Originally Posted by
ASH556
The Semper Paratus class is essentially what you describe. You have to come to class with a rifle. It's a full 2-day class, and you assemble and disassemble the complete gun multiple times under the guidance of a true SME. At the same time, there really is no replacement for experience.
On a completely separate note and more to the topic of this thread, I have some thoughts to share. Warning, some of this will go against popular and often regurgitated opinions:
BCM, Colt, DD, Centurion (new, but should be gtg given pedigree) are where I would look for a factory gun. That said, I use Colt absolutely everywhere I possibly can for parts, receivers, barrels, etc. In fact, I'd rather pay an armorer/AR shop (like ADCO) to modify a 6920 with my handguard/barrel/FSB preference than buy a factory BCM or DD. Obviously as an armorer I do my own work. That's one thing that Will stresses in class is that if you wouldn't trust your life with your work, why should anyone else. There are members of this board who run guns I've built and run them hard. It's not rocket surgery, but there are right ways to do things and wrong ways.
As I've posted before, I was employed as an armorer for one of the largest FFL/ranges in the Atlanta Metro. I've had the opportunity to turn wrenches on lots of guns from the very bottom of the barrel to top of the line. I've seen problems with boutique guns like Noveske, JP, and KAC and problems with garbage guns too. Personally I've seen problems with BCM and DD too. By far my favorite brand of rifle to work on is Colt. It's not because I'm a Colt fanboy. Colt's policies and attitude towards the consumer market for most of the last 18 years I've been involved with this stuff has been shitty. That's what gave place to DD, BCM and others in the first place.

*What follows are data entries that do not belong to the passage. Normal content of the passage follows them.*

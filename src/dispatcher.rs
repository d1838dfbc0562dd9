//! Command dispatcher shared by the one-shot CLI and the interactive mode.
//!
//! A `Session` owns the loaded snapshot and the single `FilterState`; every
//! command either replaces that state or renders something from it.

use anyhow::Result;
use chrono::Local;
use colored::Colorize;
use std::path::PathBuf;
use tracing::info;

use crate::cli::formatters::{self, PageInfo};
use crate::commands::Command;
use crate::config::Config;
use crate::export::write_export;
use crate::filters::presets::PresetId;
use crate::filters::{paginate, FilterState, SortSpec};
use crate::models::Dataset;
use crate::reports::ValidationTotals;

/// Loaded snapshot plus the live view state
#[derive(Debug)]
pub struct Session {
    pub dataset: Dataset,
    pub state: FilterState,
    pub page_size: usize,
    pub export_dir: PathBuf,
}

impl Session {
    pub fn new(dataset: Dataset, config: &Config) -> Self {
        Self {
            dataset,
            state: FilterState::initial(),
            page_size: config.page_size,
            export_dir: config.export_dir.clone(),
        }
    }

    /// Replace the filter state with the preset applied.
    pub fn apply_preset(&mut self, preset: PresetId) {
        let state = std::mem::take(&mut self.state);
        self.state = state.apply_preset(preset);
    }

    /// Rows matching the current state
    pub fn matching(&self) -> usize {
        self.state.view(&self.dataset).len()
    }
}

/// Route a parsed command to its handler
pub fn dispatch_command(command: Command, session: &mut Session, json_output: bool) -> Result<()> {
    match command {
        Command::Show { page } => dispatch_show(session, page, json_output),
        Command::Filter { column, expr } => {
            session.state.set_column_filter(column, expr);
            report_rows(session, json_output);
            Ok(())
        }
        Command::Unfilter { column } => {
            session.state.remove_column_filter(column);
            report_rows(session, json_output);
            Ok(())
        }
        Command::Sort { column, direction } => {
            session
                .state
                .set_sort(Some(SortSpec::new(column, direction)));
            Ok(())
        }
        Command::Preset { id } => {
            session.apply_preset(id);
            if !json_output {
                match session.state.active_preset() {
                    Some(active) => println!(
                        "{} Quick filter: {} ({} rows)",
                        "✓".green().bold(),
                        active.label().cyan(),
                        session.matching()
                    ),
                    None => println!("{} Quick filter cleared", "✓".green().bold()),
                }
            }
            Ok(())
        }
        Command::Clear => {
            session.apply_preset(PresetId::Clear);
            if !json_output {
                println!("{} Quick filter cleared", "✓".green().bold());
            }
            Ok(())
        }
        Command::Reset => {
            session.apply_preset(PresetId::Clear);
            session.state.clear_column_filters();
            if !json_output {
                println!("{} All filters cleared", "✓".green().bold());
            }
            Ok(())
        }
        Command::Export { dir } => dispatch_export(session, dir, json_output),
        Command::Totals => {
            let totals = ValidationTotals::from_dataset(&session.dataset);
            if json_output {
                println!("{}", serde_json::to_string_pretty(&totals)?);
            } else {
                print!("{}", formatters::format_totals(&totals, session.dataset.len()));
            }
            Ok(())
        }
        Command::Legend => {
            print!("{}", formatters::format_legend());
            Ok(())
        }
        Command::Presets => {
            print!(
                "{}",
                formatters::format_presets(session.state.active_preset())
            );
            Ok(())
        }
        Command::Help => {
            println!("Help: midcap <command> [options]");
            println!("\nInteractive commands:");
            println!("  show [page]                - Show the current view");
            println!("  filter <column> <expr>     - Filter a column (>=5, <0.5, =12, 12, text)");
            println!("  unfilter <column>          - Remove a column filter");
            println!("  sort <column> [asc|desc]   - Sort the view");
            println!("  preset <id>                - Apply a quick filter (see `presets`)");
            println!("  clear                      - Deactivate the quick filter");
            println!("  reset                      - Clear quick filter and column filters");
            println!("  export [dir]               - Export the full snapshot to CSV");
            println!("  totals                     - Show validation totals");
            println!("  legend                     - Describe every column");
            println!("  presets                    - List quick filter presets");
            println!("  help                       - Show this help");
            println!("  exit                       - Exit application");
            Ok(())
        }
        // The interactive loop stops before dispatching Exit
        Command::Exit => Ok(()),
    }
}

fn report_rows(session: &Session, json_output: bool) {
    if !json_output {
        println!(
            "{} {} of {} companies match",
            "✓".green().bold(),
            session.matching(),
            session.dataset.len()
        );
    }
}

fn dispatch_show(session: &Session, page: usize, json_output: bool) -> Result<()> {
    if session.dataset.is_empty() && !json_output {
        print!("{}", formatters::format_empty_dataset());
        return Ok(());
    }

    let view = session.state.view(&session.dataset);
    let rows = paginate(&view, page, session.page_size);
    let info = PageInfo {
        page,
        page_size: session.page_size,
        matching: view.len(),
        total: session.dataset.len(),
    };

    if json_output {
        println!("{}", formatters::format_view_json(rows, info));
    } else {
        print!(
            "{}",
            formatters::format_holdings_table(rows, &session.state, info)
        );
    }
    Ok(())
}

fn dispatch_export(session: &Session, dir: Option<PathBuf>, json_output: bool) -> Result<()> {
    let dir = dir.unwrap_or_else(|| session.export_dir.clone());
    let date = Local::now().date_naive();

    info!("Exporting {} holdings to {:?}", session.dataset.len(), dir);
    let summary = write_export(&session.dataset, &dir, date)?;

    if json_output {
        let payload = serde_json::json!({
            "path": summary.path.display().to_string(),
            "rows": summary.rows,
            "contentType": crate::export::CSV_CONTENT_TYPE,
        });
        println!("{}", serde_json::to_string_pretty(&payload)?);
    } else {
        print!("{}", formatters::format_export_done(&summary));
    }
    Ok(())
}

#[cfg(test)]
mod tests {
    use super::*;
    use crate::filters::SortDirection;
    use crate::models::{Column, Holding};

    fn session() -> Session {
        let holdings = vec![
            Holding {
                quantity_pct_change: Some(0.2),
                ..Holding::new("Alpha")
            },
            Holding {
                quantity_pct_change: Some(-0.4),
                ..Holding::new("Beta")
            },
        ];
        Session::new(Dataset::new(holdings), &Config::default())
    }

    #[test]
    fn test_session_starts_with_initial_sort() {
        let s = session();
        assert_eq!(s.state, FilterState::initial());
        assert_eq!(s.page_size, 10);
    }

    #[test]
    fn test_preset_commands_replace_state() {
        let mut s = session();
        dispatch_command(Command::Preset { id: PresetId::Increase }, &mut s, true).unwrap();
        dispatch_command(Command::Preset { id: PresetId::Decrease }, &mut s, true).unwrap();
        assert_eq!(s.state.active_preset(), Some(PresetId::Decrease));
        assert_eq!(s.matching(), 1);

        dispatch_command(Command::Clear, &mut s, true).unwrap();
        assert_eq!(s.state.active_preset(), None);
        assert_eq!(s.matching(), 2);
    }

    #[test]
    fn test_reset_drops_column_filters() {
        let mut s = session();
        dispatch_command(
            Command::Filter {
                column: Column::Name,
                expr: "alp".to_string(),
            },
            &mut s,
            true,
        )
        .unwrap();
        assert_eq!(s.matching(), 1);
        dispatch_command(Command::Reset, &mut s, true).unwrap();
        assert!(s.state.column_filters().is_empty());
        assert_eq!(s.matching(), 2);
    }

    #[test]
    fn test_sort_command() {
        let mut s = session();
        dispatch_command(
            Command::Sort {
                column: Column::QuantityPctChange,
                direction: SortDirection::Ascending,
            },
            &mut s,
            true,
        )
        .unwrap();
        let names: Vec<&str> = s
            .state
            .view(&s.dataset)
            .iter()
            .map(|h| h.name.as_str())
            .collect();
        assert_eq!(names, vec!["Beta", "Alpha"]);
    }

    #[test]
    fn test_export_ignores_active_filters() {
        let dir = tempfile::tempdir().unwrap();
        let mut s = session();
        s.apply_preset(PresetId::Decrease);
        s.state.set_column_filter(Column::Name, "nothing matches this");
        assert_eq!(s.matching(), 0);

        dispatch_command(
            Command::Export {
                dir: Some(dir.path().to_path_buf()),
            },
            &mut s,
            true,
        )
        .unwrap();

        let file = std::fs::read_dir(dir.path())
            .unwrap()
            .next()
            .unwrap()
            .unwrap()
            .path();
        let content = std::fs::read_to_string(file).unwrap();
        assert_eq!(content.lines().count(), 3);
    }
}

That said, Colt is the most consistently correct of all AR manufacturers I've encountered.
**Side rant on middy vs carbine:
You can't just across the board say middy is better than carbine. It depends on port sizing, carrier weight, spring, and buffer weight. The whole thing is a balancing act. We have more data on some systems than others. However, it all starts with the gas port size. Too large a gas port is wrong whether it's carbine or middy. Right size gas port is right whether carbine or middy. Most manufacturers won't tell you what their gas port size is. Some don't even know.
Boutique guns are useless to me. A lot of them actually do things that are detrimental to performance; in the name of better performance. If you get down the rabbit hole to the point where you understand what you're giving up and what you're potentially gaining, fine, roll on. However, don't go drop $2,500+ on a Noveske, KAC, etc 5.56 gun and assume that you're getting better quality than Colt.